I’m going to focus on the vampire part of this show. See, according to ‘True Blood’ vampires can be “makers” – which means they drain you, give you their blood, go to ground with you (get buried), and then they teach you how to be a vampire. Apparently, it’s a very intense bond.

One of the main “maker” “progeny” relationships on the show would be Eric (maker) and Pam (progeny). They run a business together and have a very father/daughter/best friend relationship. Well, in 5 Episode 51 ‘Whatever I Am, You Made Me’, we see their origin. Pam was a hooker and madam and Eric was a customer. Eric is drawn to Pam because she really has no fear, she’s attacked (Eric saves her) and she doesn’t care that he just killed someone in front of her. He takes her in a room where two vampires are feeding on one of her girls an again, “NBD” for Pam, and naturally they hookup.

During some routine pillow talk, Pam asks Eric to make her a vampire. She doesn’t want to grow old because of “the life that awaits women like” herself. He declines stating he doesn’t want the responsibility of being a vampire parent. This is the scene I want to discuss.
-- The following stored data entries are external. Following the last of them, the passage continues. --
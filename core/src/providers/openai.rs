use crate::error::TransportError;
use crate::traits::{ChatMessage, ChatRequest, Provider, Role};
use async_trait::async_trait;
use serde::{Deserialize, Serialize};
use std::time::Duration;

pub const OPENAI_BASE_URL: &str = "https://api.openai.com/v1";
pub const GROQ_BASE_URL: &str = "https://api.groq.com/openai/v1";
pub const OPENROUTER_BASE_URL: &str = "https://openrouter.ai/api/v1";

#[derive(Debug, Serialize)]
struct OpenAIRequest<'a> {
    model: &'a str,
    messages: Vec<OpenAIMessage<'a>>,
    temperature: f64,
    #[serde(skip_serializing_if = "Option::is_none")]
    max_tokens: Option<u32>,
    #[serde(skip_serializing_if = "Option::is_none")]
    response_format: Option<ResponseFormat>,
}

#[derive(Debug, Serialize)]
struct OpenAIMessage<'a> {
    role: &'a str,
    content: &'a str,
}

#[derive(Debug, Serialize)]
struct ResponseFormat {
    r#type: &'static str,
}

#[derive(Debug, Deserialize)]
struct OpenAIResponse {
    choices: Vec<OpenAIChoice>,
}

#[derive(Debug, Deserialize)]
struct OpenAIChoice {
    message: OpenAIResponseMessage,
}

#[derive(Debug, Deserialize)]
struct OpenAIResponseMessage {
    content: Option<String>,
}

/// Any backend speaking the OpenAI `/chat/completions` dialect
/// (OpenAI, Groq, OpenRouter).
pub struct OpenAIProvider {
    client: reqwest::Client,
    api_key: String,
    base_url: String,
    label: String,
}

impl OpenAIProvider {
    pub fn new(api_key: impl Into<String>) -> Self {
        Self {
            client: build_client(Duration::from_secs(30)),
            api_key: api_key.into(),
            base_url: OPENAI_BASE_URL.to_string(),
            label: "openai".to_string(),
        }
    }

    pub fn with_base_url(mut self, base_url: impl Into<String>) -> Self {
        let url = base_url.into();
        self.base_url = url.trim_end_matches('/').to_string();
        self
    }

    pub fn with_label(mut self, label: impl Into<String>) -> Self {
        self.label = label.into();
        self
    }

    pub fn with_timeout(mut self, timeout: Duration) -> Self {
        self.client = build_client(timeout);
        self
    }

    fn wire_role(role: Role) -> &'static str {
        match role {
            Role::System => "system",
            Role::User | Role::Observation => "user",
            Role::Assistant => "assistant",
        }
    }

    fn convert_messages<'a>(&self, messages: &'a [ChatMessage]) -> Vec<OpenAIMessage<'a>> {
        messages
            .iter()
            .map(|m| OpenAIMessage {
                role: Self::wire_role(m.role),
                content: &m.content,
            })
            .collect()
    }

    fn build_request<'a>(&self, request: &ChatRequest<'a>) -> OpenAIRequest<'a> {
        OpenAIRequest {
            model: request.model,
            messages: self.convert_messages(request.messages),
            temperature: request.temperature,
            max_tokens: request.max_tokens,
            response_format: request.json_mode.then_some(ResponseFormat {
                r#type: "json_object",
            }),
        }
    }
}

pub(crate) fn build_client(timeout: Duration) -> reqwest::Client {
    reqwest::Client::builder()
        .timeout(timeout)
        .connect_timeout(Duration::from_secs(10).min(timeout))
        .build()
        .unwrap_or_default()
}

#[async_trait]
impl Provider for OpenAIProvider {
    fn name(&self) -> &str {
        &self.label
    }

    async fn chat(&self, request: ChatRequest<'_>) -> Result<String, TransportError> {
        let body = self.build_request(&request);

        let response = self
            .client
            .post(format!("{}/chat/completions", self.base_url))
            .header("Authorization", format!("Bearer {}", self.api_key))
            .header("Content-Type", "application/json")
            .json(&body)
            .send()
            .await?;

        if !response.status().is_success() {
            let status = response.status().as_u16();
            let body = response.text().await.unwrap_or_default();
            return Err(TransportError::Status { status, body });
        }

        let parsed: OpenAIResponse = response.json().await?;
        parsed
            .choices
            .into_iter()
            .next()
            .and_then(|c| c.message.content)
            .filter(|c| !c.trim().is_empty())
            .ok_or(TransportError::EmptyResponse)
    }
}
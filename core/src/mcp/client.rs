use super::ServerLaunch;
use super::transport::{JsonRpcRequest, StdioTransport};
use crate::traits::{ToolProvider, ToolSpec};
use anyhow::{Context, Result, anyhow, bail};
use async_trait::async_trait;
use serde::{Deserialize, Serialize};
use serde_json::Value;
use std::sync::atomic::{AtomicU64, Ordering};
use std::time::Duration;
use tracing::{debug, info};

pub const MCP_PROTOCOL_VERSION: &str = "2024-11-05";

#[derive(Debug, Clone, Deserialize)]
pub struct ServerInfo {
    pub name: String,
    #[serde(default)]
    pub version: Option<String>,
}

#[derive(Debug, Clone, Deserialize)]
#[serde(rename_all = "camelCase")]
pub struct InitializeResult {
    pub protocol_version: String,
    pub server_info: ServerInfo,
}

#[derive(Debug, Clone, Deserialize)]
#[serde(rename_all = "camelCase")]
pub struct McpToolInfo {
    pub name: String,
    #[serde(default)]
    pub description: Option<String>,
    #[serde(default)]
    pub input_schema: Value,
}

impl From<McpToolInfo> for ToolSpec {
    fn from(info: McpToolInfo) -> Self {
        ToolSpec {
            name: info.name,
            description: info.description.unwrap_or_default(),
            parameters_schema: info.input_schema,
        }
    }
}

#[derive(Debug, Clone, Deserialize)]
#[serde(rename_all = "camelCase")]
struct ListToolsResult {
    tools: Vec<McpToolInfo>,
    #[serde(default)]
    next_cursor: Option<String>,
}

#[derive(Debug, Clone, Serialize, Deserialize)]
pub struct ToolResultContent {
    #[serde(rename = "type")]
    pub content_type: String,
    #[serde(default, skip_serializing_if = "Option::is_none")]
    pub text: Option<String>,
}

#[derive(Debug, Clone, Serialize, Deserialize)]
#[serde(rename_all = "camelCase")]
pub struct CallToolResult {
    #[serde(default)]
    pub content: Vec<ToolResultContent>,
    #[serde(default)]
    pub is_error: bool,
}

impl CallToolResult {
    /// Text of the first text item, or the whole result as JSON.
    pub fn into_text(self) -> String {
        if let Some(text) = self.content.iter().find_map(|c| c.text.clone()) {
            return text;
        }
        serde_json::to_string(&self).unwrap_or_default()
    }
}

/// Client for a tool server speaking the Model Context Protocol over stdio.
pub struct McpClient {
    transport: StdioTransport,
    request_id: AtomicU64,
    timeout: Duration,
    server_info: Option<ServerInfo>,
}

impl McpClient {
    pub fn new(transport: StdioTransport, timeout: Duration) -> Self {
        Self {
            transport,
            request_id: AtomicU64::new(1),
            timeout,
            server_info: None,
        }
    }

    /// Launch the server process and complete the initialize handshake.
    pub async fn connect(launch: &ServerLaunch, timeout: Duration) -> Result<Self> {
        let transport = StdioTransport::spawn(&launch.command, &launch.args)?;
        let mut client = Self::new(transport, timeout);

        if let Err(e) = client.initialize().await {
            let _ = client.transport.close().await;
            return Err(e);
        }

        Ok(client)
    }

    fn next_id(&self) -> u64 {
        self.request_id.fetch_add(1, Ordering::SeqCst)
    }

    async fn request<T: for<'de> Deserialize<'de>>(
        &self,
        method: &str,
        params: Option<Value>,
    ) -> Result<T> {
        let request = JsonRpcRequest::new(self.next_id(), method, params);

        let response = tokio::time::timeout(self.timeout, self.transport.send_request(request))
            .await
            .map_err(|_| anyhow!("'{}' timed out after {:?}", method, self.timeout))??;

        if let Some(error) = response.error {
            bail!("{}", error);
        }

        let result = response.result.context("response missing result")?;
        serde_json::from_value(result).with_context(|| format!("Failed to parse '{}' result", method))
    }

    pub async fn initialize(&mut self) -> Result<InitializeResult> {
        let params = serde_json::json!({
            "protocolVersion": MCP_PROTOCOL_VERSION,
            "capabilities": {},
            "clientInfo": {
                "name": "tinker",
                "version": env!("CARGO_PKG_VERSION"),
            }
        });

        let result: InitializeResult = self
            .request("initialize", Some(params))
            .await
            .context("Failed to initialize tool server")?;

        self.transport
            .send_notification("notifications/initialized", None)
            .await?;

        info!(
            server = %result.server_info.name,
            protocol = %result.protocol_version,
            "tool server initialized"
        );
        self.server_info = Some(result.server_info.clone());

        Ok(result)
    }

    pub fn server_info(&self) -> Option<&ServerInfo> {
        self.server_info.as_ref()
    }

    pub fn is_connected(&self) -> bool {
        self.transport.is_connected()
    }
}

#[async_trait]
impl ToolProvider for McpClient {
    async fn list_tools(&self) -> Result<Vec<ToolSpec>> {
        let mut tools = Vec::new();
        let mut cursor: Option<String> = None;

        loop {
            let params = cursor
                .as_ref()
                .map(|c| serde_json::json!({ "cursor": c }));

            let result: ListToolsResult = self
                .request("tools/list", params)
                .await
                .context("Failed to list tools")?;

            tools.extend(result.tools.into_iter().map(ToolSpec::from));

            match result.next_cursor {
                Some(next) => cursor = Some(next),
                None => break,
            }
        }

        Ok(tools)
    }

    async fn call_tool(&self, name: &str, args: Value) -> Result<String> {
        debug!(tool = %name, "calling tool server");
        let params = serde_json::json!({
            "name": name,
            "arguments": args,
        });

        let result: CallToolResult = self.request("tools/call", Some(params)).await?;

        if result.is_error {
            bail!("{}", result.into_text());
        }
        Ok(result.into_text())
    }

    async fn shutdown(&self) -> Result<()> {
        self.transport.close().await
    }
}
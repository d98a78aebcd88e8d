//! Error taxonomy for the decision loop.
//!
//! Each outbound boundary gets its own enum so the loop can decide, per kind,
//! whether to retry, record, or degrade the turn.

use thiserror::Error;

/// Why a piece of model output could not be turned into a decision.
#[derive(Debug, Clone, PartialEq, Eq, Error)]
pub enum ParseError {
    #[error("no JSON object or array found in model output")]
    NoStructuredValue,

    #[error("malformed JSON: {0}")]
    InvalidJson(String),

    #[error("unrecognized decision shape: {0}")]
    UnrecognizedShape(String),
}

/// Failure of a tool dispatch. Always recorded as an observation, never fatal.
#[derive(Debug, Clone, PartialEq, Eq, Error)]
pub enum ToolError {
    #[error("Tool '{0}' not found")]
    Unknown(String),

    #[error("Tool '{tool}' failed: {message}")]
    Execution { tool: String, message: String },
}

/// Failure of a chat completion request.
#[derive(Debug, Clone, Error)]
pub enum TransportError {
    #[error("request timed out: {0}")]
    Timeout(String),

    #[error("API error {status}: {body}")]
    Status { status: u16, body: String },

    #[error("network error: {0}")]
    Network(String),

    #[error("empty response from model")]
    EmptyResponse,

    #[error("failed to decode response: {0}")]
    Decode(String),
}

impl TransportError {
    /// True when the backend answered but refused the request.
    pub fn is_rejection(&self) -> bool {
        matches!(self, Self::Status { .. })
    }
}

impl From<reqwest::Error> for TransportError {
    fn from(e: reqwest::Error) -> Self {
        if e.is_timeout() {
            Self::Timeout(e.to_string())
        } else if e.is_decode() {
            Self::Decode(e.to_string())
        } else {
            Self::Network(e.to_string())
        }
    }
}

/// Startup configuration problems. These abort before the loop is built.
#[derive(Debug, Error)]
pub enum ConfigError {
    #[error("No API key for provider '{provider}'. Set one of: {vars}")]
    MissingCredential { provider: String, vars: String },

    #[error("Unknown provider: {0}. Available: groq, openai, openrouter, ollama")]
    UnknownProvider(String),

    #[error("Invalid configuration: {0}")]
    Invalid(String),
}
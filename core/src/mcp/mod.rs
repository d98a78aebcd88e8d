pub mod client;
pub mod transport;

pub use client::{McpClient, McpToolInfo, ServerInfo};
pub use transport::{JsonRpcRequest, JsonRpcResponse, StdioTransport};

use anyhow::{Result, bail};

/// Command line used to start a tool server process.
#[derive(Debug, Clone, PartialEq, Eq)]
pub struct ServerLaunch {
    pub command: String,
    pub args: Vec<String>,
}

impl ServerLaunch {
    /// Resolve a user-facing target: `*.py` runs under `python`, `*.js` under
    /// `node`, anything else is split on whitespace and run as-is.
    pub fn from_target(target: &str, python: &str) -> Result<Self> {
        let target = target.trim();
        if target.is_empty() {
            bail!("Tool server target is empty");
        }

        if target.ends_with(".py") {
            return Ok(Self {
                command: python.to_string(),
                args: vec![target.to_string()],
            });
        }
        if target.ends_with(".js") {
            return Ok(Self {
                command: "node".to_string(),
                args: vec![target.to_string()],
            });
        }

        let mut parts = target.split_whitespace().map(str::to_string);
        match parts.next() {
            Some(command) => Ok(Self {
                command,
                args: parts.collect(),
            }),
            None => bail!("Tool server target is empty"),
        }
    }
}

impl std::fmt::Display for ServerLaunch {
    fn fmt(&self, f: &mut std::fmt::Formatter<'_>) -> std::fmt::Result {
        write!(f, "{}", self.command)?;
        for arg in &self.args {
            write!(f, " {}", arg)?;
        }
        Ok(())
    }
}
use crate::error::ConfigError;
use anyhow::{Context, Result};
use serde::{Deserialize, Serialize};
use std::path::{Path, PathBuf};
use tracing::{info, warn};

const TINKER_DIR: &str = ".tinker";

#[derive(Debug, Clone, Serialize, Deserialize, PartialEq)]
#[serde(default)]
pub struct ReflectionConfig {
    pub enabled: bool,
    /// Critique model. Unset means the main `model`, which the configured
    /// backend is known to serve.
    pub model: Option<String>,
    pub temperature: f64,
    pub max_tokens: Option<u32>,
    pub timeout_secs: u64,
}

impl Default for ReflectionConfig {
    fn default() -> Self {
        Self {
            enabled: true,
            model: None,
            temperature: 0.0,
            max_tokens: Some(256),
            timeout_secs: 20,
        }
    }
}

#[derive(Debug, Clone, Serialize, Deserialize, PartialEq, Eq)]
#[serde(default)]
pub struct ToolsConfig {
    /// Tool output longer than this many characters is truncated.
    pub output_limit: usize,
    pub call_timeout_secs: u64,
}

impl Default for ToolsConfig {
    fn default() -> Self {
        Self {
            output_limit: 1000,
            call_timeout_secs: 60,
        }
    }
}

#[derive(Debug, Clone, Serialize, Deserialize, PartialEq, Eq)]
#[serde(default)]
pub struct ServerConfig {
    /// Interpreter used for `*.py` server targets.
    pub python: String,
    pub default_target: String,
}

impl Default for ServerConfig {
    fn default() -> Self {
        Self {
            python: "python".to_string(),
            default_target: "server_fun.py".to_string(),
        }
    }
}

#[derive(Debug, Clone, Serialize, Deserialize, PartialEq)]
#[serde(default)]
pub struct Config {
    pub provider: Option<String>,
    pub api_key: String,
    pub base_url: Option<String>,
    pub model: String,
    pub temperature: f64,
    pub max_tokens: Option<u32>,
    pub max_steps: usize,
    pub request_timeout_secs: u64,
    pub json_mode_fallback: bool,
    pub persona: Option<String>,
    pub reflection: ReflectionConfig,
    pub tools: ToolsConfig,
    pub server: ServerConfig,
}

impl Default for Config {
    fn default() -> Self {
        Config {
            provider: None,
            api_key: String::new(),
            base_url: None,
            model: "llama-3.1-8b-instant".to_string(),
            temperature: 0.2,
            max_tokens: Some(1024),
            max_steps: 6,
            request_timeout_secs: 30,
            json_mode_fallback: true,
            persona: None,
            reflection: ReflectionConfig::default(),
            tools: ToolsConfig::default(),
            server: ServerConfig::default(),
        }
    }
}

pub fn get_tinker_dir() -> PathBuf {
    let home = std::env::var("HOME").unwrap_or_else(|_| ".".to_string());
    PathBuf::from(home).join(TINKER_DIR)
}

pub fn get_config_path() -> PathBuf {
    get_tinker_dir().join("config.toml")
}

impl Config {
    /// Load `path`, or write the defaults there on first run so the user has
    /// a file to edit. A failed write is logged, not fatal.
    pub fn load_or_init(path: &Path) -> Result<Self> {
        if path.exists() {
            return load_config(path);
        }

        let config = Config::default();
        match save_config(&config, path) {
            Ok(()) => info!(path = %path.display(), "wrote default config"),
            Err(e) => warn!(error = %e, "could not write default config"),
        }
        Ok(config)
    }

    pub fn provider_name(&self) -> String {
        self.provider
            .as_deref()
            .unwrap_or("groq")
            .trim()
            .to_lowercase()
    }

    pub fn reflection_model(&self) -> &str {
        self.reflection
            .model
            .as_deref()
            .map(str::trim)
            .filter(|m| !m.is_empty())
            .unwrap_or(self.model.as_str())
    }

    pub fn validate(&self) -> Result<(), ConfigError> {
        if self.max_steps == 0 {
            return Err(ConfigError::Invalid("max_steps must be at least 1".into()));
        }
        if self.tools.output_limit == 0 {
            return Err(ConfigError::Invalid(
                "tools.output_limit must be at least 1".into(),
            ));
        }
        if self.request_timeout_secs == 0
            || self.reflection.timeout_secs == 0
            || self.tools.call_timeout_secs == 0
        {
            return Err(ConfigError::Invalid("timeouts must be non-zero".into()));
        }
        if self.model.trim().is_empty() {
            return Err(ConfigError::Invalid("model must not be empty".into()));
        }
        Ok(())
    }
}

pub fn load_config(path: &Path) -> Result<Config> {
    let content = std::fs::read_to_string(path)
        .with_context(|| format!("Failed to read config from {}", path.display()))?;

    let config: Config = toml::from_str(&content)
        .with_context(|| format!("Failed to parse config from {}", path.display()))?;

    config.validate()?;

    Ok(config)
}

pub fn save_config(config: &Config, path: &Path) -> Result<()> {
    if let Some(parent) = path.parent() {
        std::fs::create_dir_all(parent)
            .with_context(|| format!("Failed to create {}", parent.display()))?;
    }

    let content =
        toml::to_string_pretty(config).with_context(|| "Failed to serialize config to TOML")?;

    std::fs::write(path, content)
        .with_context(|| format!("Failed to write config to {}", path.display()))?;

    Ok(())
}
Pam is not a spring chicken. She’s beautiful, but older, and she seems to have a good thing going in her century. She’s got money and killer clothes and a business. But she’s doing that thing that all women do where she’s looking in the future and predicting it. In her mind she ends up with TB or syphilis, alone, and exiled because no one wants an old whore. This is Pam’s fear and she …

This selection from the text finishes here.